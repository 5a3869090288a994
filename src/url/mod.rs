//! URL handling module for Market-Crawler
//!
//! This module provides URL normalization (the dedup key of the frontier),
//! query parameter decoding for absolute and relative links, and
//! absolutization of catalog-relative links.

mod normalize;
mod query;

use ::url::Url;

pub use normalize::normalize_url;
pub use query::{query_params, QueryParams};

/// Converts a catalog link into an absolute URL
///
/// Root-relative links (`/details?id=x`) are appended to the catalog base
/// path as-is, which is how the catalog writes its internal links. Absolute
/// links are returned unchanged and any other relative form is joined to
/// `<base>/`.
///
/// # Examples
///
/// ```
/// use market_crawler::url::absolute_url;
///
/// let base = "https://catalog.example.com/store/apps";
/// assert_eq!(
///     absolute_url(base, "/details?id=com.example"),
///     "https://catalog.example.com/store/apps/details?id=com.example"
/// );
/// assert_eq!(absolute_url(base, "https://other.com/x"), "https://other.com/x");
/// ```
pub fn absolute_url(base: &str, href: &str) -> String {
    let href = href.trim();

    if href.starts_with('/') && !href.starts_with("//") {
        return format!("{}{}", base.trim_end_matches('/'), href);
    }

    if Url::parse(href).is_ok() {
        return href.to_string();
    }

    Url::parse(&format!("{}/", base.trim_end_matches('/')))
        .and_then(|base_url| base_url.join(href))
        .map(|joined| joined.to_string())
        .unwrap_or_else(|_| href.to_string())
}

#[cfg(test)]
mod tests {
    use super::*;

    const BASE: &str = "https://catalog.example.com/store/apps";

    #[test]
    fn test_root_relative_link() {
        assert_eq!(
            absolute_url(BASE, "/developer?pub=Acme"),
            "https://catalog.example.com/store/apps/developer?pub=Acme"
        );
    }

    #[test]
    fn test_absolute_link_unchanged() {
        assert_eq!(
            absolute_url(BASE, "https://catalog.example.com/store/apps/details?id=a"),
            "https://catalog.example.com/store/apps/details?id=a"
        );
    }

    #[test]
    fn test_path_relative_link() {
        assert_eq!(
            absolute_url(BASE, "details?id=a"),
            "https://catalog.example.com/store/apps/details?id=a"
        );
    }

    #[test]
    fn test_protocol_relative_link() {
        assert_eq!(
            absolute_url(BASE, "//cdn.example.com/icon.png"),
            "https://cdn.example.com/icon.png"
        );
    }

    #[test]
    fn test_base_with_trailing_slash() {
        assert_eq!(
            absolute_url("https://catalog.example.com/store/apps/", "/details?id=a"),
            "https://catalog.example.com/store/apps/details?id=a"
        );
    }

    #[test]
    fn test_empty_href_becomes_base_dir() {
        assert_eq!(absolute_url(BASE, ""), "https://catalog.example.com/store/apps/");
    }
}
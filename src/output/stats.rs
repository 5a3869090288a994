//! End-of-run crawl report
//!
//! Pairs the final counters of a crawl with its wall-clock window and prints
//! them as a short summary once the crawl is over.

use crate::crawler::CrawlStats;
use chrono::{DateTime, Utc};

/// Final statistics of one crawl run
#[derive(Debug, Clone)]
pub struct CrawlReport {
    pub started_at: DateTime<Utc>,
    pub finished_at: DateTime<Utc>,
    pub stats: CrawlStats,
}

impl CrawlReport {
    pub fn new(started_at: DateTime<Utc>, finished_at: DateTime<Utc>, stats: CrawlStats) -> Self {
        Self {
            started_at,
            finished_at,
            stats,
        }
    }

    /// Wall-clock duration in seconds
    pub fn duration_seconds(&self) -> i64 {
        (self.finished_at - self.started_at).num_seconds()
    }

    /// Share of fetched pages that produced a record, as a percentage
    pub fn yield_rate(&self) -> f64 {
        if self.stats.fetched == 0 {
            return 0.0;
        }
        (self.stats.records as f64 / self.stats.fetched as f64) * 100.0
    }
}

/// Prints the report to stderr
///
/// Stderr keeps stdout free for record output.
pub fn print_report(report: &CrawlReport) {
    let stats = &report.stats;

    eprintln!("=== Crawl Report ===\n");
    eprintln!("Started:  {}", report.started_at.to_rfc3339());
    eprintln!("Finished: {}", report.finished_at.to_rfc3339());
    eprintln!("Duration: {}s", report.duration_seconds());
    eprintln!();

    eprintln!("Pages:");
    eprintln!("  Fetched: {}", stats.fetched);
    eprintln!("  Not found: {}", stats.not_found);
    eprintln!("  Failed: {}", stats.failures);
    eprintln!("  Irrelevant: {}", stats.irrelevant);
    if stats.pending > 0 {
        eprintln!("  Left unvisited: {}", stats.pending);
    }
    eprintln!();

    eprintln!(
        "Records: {} ({:.1}% of fetched pages)",
        stats.records,
        report.yield_rate()
    );
}

#[cfg(test)]
mod tests {
    use super::*;
    use chrono::Duration;

    #[test]
    fn test_duration_and_yield() {
        let started_at = Utc::now();
        let report = CrawlReport::new(
            started_at,
            started_at + Duration::seconds(90),
            CrawlStats {
                fetched: 200,
                records: 50,
                ..CrawlStats::default()
            },
        );

        assert_eq!(report.duration_seconds(), 90);
        assert!((report.yield_rate() - 25.0).abs() < f64::EPSILON);
    }

    #[test]
    fn test_yield_of_empty_crawl() {
        let now = Utc::now();
        let report = CrawlReport::new(now, now, CrawlStats::default());
        assert_eq!(report.yield_rate(), 0.0);
    }
}
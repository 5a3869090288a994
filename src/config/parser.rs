use crate::config::types::Config;
use crate::config::validation::validate;
use crate::ConfigError;
use sha2::{Digest, Sha256};
use std::path::Path;

/// Loads and parses a configuration file from the given path
///
/// # Arguments
///
/// * `path` - Path to the TOML configuration file
///
/// # Returns
///
/// * `Ok(Config)` - Successfully loaded and validated configuration
/// * `Err(ConfigError)` - Failed to load, parse, or validate the configuration
pub fn load_config(path: &Path) -> Result<Config, ConfigError> {
    let content = std::fs::read_to_string(path)?;

    let config: Config = toml::from_str(&content)?;

    validate(&config)?;

    Ok(config)
}

/// Computes a SHA-256 hash of the configuration file content
///
/// Logged at startup so that output files can be tied back to the settings
/// that produced them.
///
/// # Arguments
///
/// * `path` - Path to the configuration file
///
/// # Returns
///
/// * `Ok(String)` - Hex-encoded SHA-256 digest of the file content
/// * `Err(ConfigError)` - Failed to read the file
pub fn compute_config_hash(path: &Path) -> Result<String, ConfigError> {
    let content = std::fs::read_to_string(path)?;
    let mut hasher = Sha256::new();
    hasher.update(content.as_bytes());
    let result = hasher.finalize();
    Ok(hex::encode(result))
}

/// Loads a configuration and returns both the config and its hash
pub fn load_config_with_hash(path: &Path) -> Result<(Config, String), ConfigError> {
    let config = load_config(path)?;
    let hash = compute_config_hash(path)?;
    Ok((config, hash))
}
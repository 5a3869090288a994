//! Market-Crawler: an app catalog crawler
//!
//! This crate walks a linked app catalog starting from a single seed page,
//! classifies every fetched page, extracts one structured record per app
//! detail page, and follows item and publisher links until the reachable
//! relevant part of the catalog is exhausted.

pub mod config;
pub mod crawler;
pub mod output;
pub mod record;
pub mod schema;
pub mod url;

use thiserror::Error;

/// Main error type for Market-Crawler operations
#[derive(Debug, Error)]
pub enum CrawlerError {
    #[error("Configuration error: {0}")]
    Config(#[from] ConfigError),

    #[error("URL error: {0}")]
    UrlError(#[from] UrlError),

    #[error("Fetch failed for {url}: {source}")]
    Fetch {
        url: String,
        source: crawler::FetchError,
    },

    #[error("HTTP client error: {0}")]
    Reqwest(#[from] reqwest::Error),

    #[error("Page schema error: {0}")]
    Schema(#[from] schema::SchemaError),

    #[error("Output error: {0}")]
    Output(#[from] output::OutputError),
}

/// Configuration-specific errors
#[derive(Debug, Error)]
pub enum ConfigError {
    #[error("Failed to read config file: {0}")]
    Io(#[from] std::io::Error),

    #[error("Failed to parse TOML: {0}")]
    Parse(#[from] toml::de::Error),

    #[error("Validation error: {0}")]
    Validation(String),

    #[error("Invalid URL in config: {0}")]
    InvalidUrl(String),
}

/// URL-specific errors
#[derive(Debug, Error)]
pub enum UrlError {
    #[error("Failed to parse URL: {0}")]
    Parse(String),

    #[error("Invalid URL scheme: {0}")]
    InvalidScheme(String),

    #[error("Missing domain in URL")]
    MissingDomain,
}

// Re-export commonly used types
pub use config::Config;
pub use crawler::{
    crawl, lookup, CrawlOptions, CrawlStats, Fetch, FetchError, HttpFetcher, RecordStream,
    Scheduler,
};
pub use output::{JsonLinesWriter, RecordSink};
pub use record::{Price, Record};
pub use schema::PageSchema;
pub use url::{normalize_url, query_params, QueryParams};
use crate::{catalog_base, detail_page, test_config};
use market_crawler::config::Config;
use market_crawler::crawler::{lookup, FetchError, HttpFetcher};
use market_crawler::{CrawlerError, PageSchema, Price};
use wiremock::matchers::{method, path, query_param};
use wiremock::{Mock, MockServer, ResponseTemplate};

fn setup(config: &Config) -> (HttpFetcher, PageSchema) {
    let fetcher = HttpFetcher::from_config(config).expect("Failed to build fetcher");
    let schema = PageSchema::from_config(&config.catalog).expect("Failed to compile schema");
    (fetcher, schema)
}

#[tokio::test]
async fn test_lookup_existing_app() {
    let server = MockServer::start().await;
    Mock::given(method("GET"))
        .and(path("/store/apps/details"))
        .and(query_param("id", "com.google.android.gm"))
        .respond_with(ResponseTemplate::new(200).set_body_string(detail_page(
            "Gmail",
            "$0.99",
            &["/details?id=com.other"],
        )))
        .expect(1)
        .mount(&server)
        .await;

    let (fetcher, schema) = setup(&test_config(&server));
    let record = lookup(&fetcher, &schema, "com.google.android.gm")
        .await
        .unwrap()
        .expect("Expected a record");

    assert_eq!(record.id, "com.google.android.gm");
    assert_eq!(record.name, "Gmail");
    assert_eq!(
        record.detail_link,
        format!("{}/details?id=com.google.android.gm", catalog_base(&server))
    );
    assert_eq!(record.price, Price::Paid("0.99".to_string()));
    assert!(!record.is_free);
}

#[tokio::test]
async fn test_lookup_missing_app() {
    let server = MockServer::start().await;
    let (fetcher, schema) = setup(&test_config(&server));

    let result = lookup(&fetcher, &schema, "com.does.not.exist").await.unwrap();
    assert!(result.is_none());
}

#[tokio::test]
async fn test_lookup_non_detail_page() {
    let server = MockServer::start().await;
    Mock::given(method("GET"))
        .and(path("/store/apps/details"))
        .respond_with(ResponseTemplate::new(200).set_body_string("<html><body>Sign in</body></html>"))
        .mount(&server)
        .await;

    let (fetcher, schema) = setup(&test_config(&server));
    assert!(lookup(&fetcher, &schema, "com.a").await.unwrap().is_none());
}

#[tokio::test]
async fn test_lookup_server_error() {
    let server = MockServer::start().await;
    Mock::given(method("GET"))
        .respond_with(ResponseTemplate::new(502))
        .mount(&server)
        .await;

    let (fetcher, schema) = setup(&test_config(&server));
    let error = lookup(&fetcher, &schema, "com.a").await.unwrap_err();

    match error {
        CrawlerError::Fetch { url, source } => {
            assert!(url.ends_with("/store/apps/details?id=com.a"));
            assert_eq!(source, FetchError::Transient("HTTP 502".to_string()));
        }
        other => panic!("Unexpected error: {}", other),
    }
}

== == ==

* [WHAT THE TASK REQUIRES] Starting at the line above that contains "DateTime<Utc>, stats: CrawlStats)", write out each line exactly until the line that contains "filename src/config/parser.rs" has been written, and stop there.

* [COMPLETED TASK]
    pub fn new(started_at: DateTime<Utc>, finished_at: DateTime<Utc>, stats: CrawlStats) -> Self {
        Self {
            started_at,
            finished_at,
            stats,
        }
    }

    /// Wall-clock duration in seconds
    pub fn duration_seconds(&self) -> i64 {
        (self.finished_at - self.started_at).num_seconds()
    }

    /// Share of fetched pages that produced a record, as a percentage
    pub fn yield_rate(&self) -> f64 {
        if self.stats.fetched == 0 {
            return 0.0;
        }
        (self.stats.records as f64 / self.stats.fetched as f64) * 100.0
    }
}

/// Prints the report to stderr
///
/// Stderr keeps stdout free for record output.
pub fn print_report(report: &CrawlReport) {
    let stats = &report.stats;

    eprintln!("=== Crawl Report ===\n");
    eprintln!("Started:  {}", report.started_at.to_rfc3339());
    eprintln!("Finished: {}", report.finished_at.to_rfc3339());
    eprintln!("Duration: {}s", report.duration_seconds());
    eprintln!();

    eprintln!("Pages:");
    eprintln!("  Fetched: {}", stats.fetched);
    eprintln!("  Not found: {}", stats.not_found);
    eprintln!("  Failed: {}", stats.failures);
    eprintln!("  Irrelevant: {}", stats.irrelevant);
    if stats.pending > 0 {
        eprintln!("  Left unvisited: {}", stats.pending);
    }
    eprintln!();

    eprintln!(
        "Records: {} ({:.1}% of fetched pages)",
        stats.records,
        report.yield_rate()
    );
}

#[cfg(test)]
mod tests {
    use super::*;
    use chrono::Duration;

    #[test]
    fn test_duration_and_yield() {
        let started_at = Utc::now();
        let report = CrawlReport::new(
            started_at,
            started_at + Duration::seconds(90),
            CrawlStats {
                fetched: 200,
                records: 50,
                ..CrawlStats::default()
            },
        );

        assert_eq!(report.duration_seconds(), 90);
        assert!((report.yield_rate() - 25.0).abs() < f64::EPSILON);
    }

    #[test]
    fn test_yield_of_empty_crawl() {
        let now = Utc::now();
        let report = CrawlReport::new(now, now, CrawlStats::default());
        assert_eq!(report.yield_rate(), 0.0);
    }
}
repository 5a3869090288a994
filename src/config/parser.rs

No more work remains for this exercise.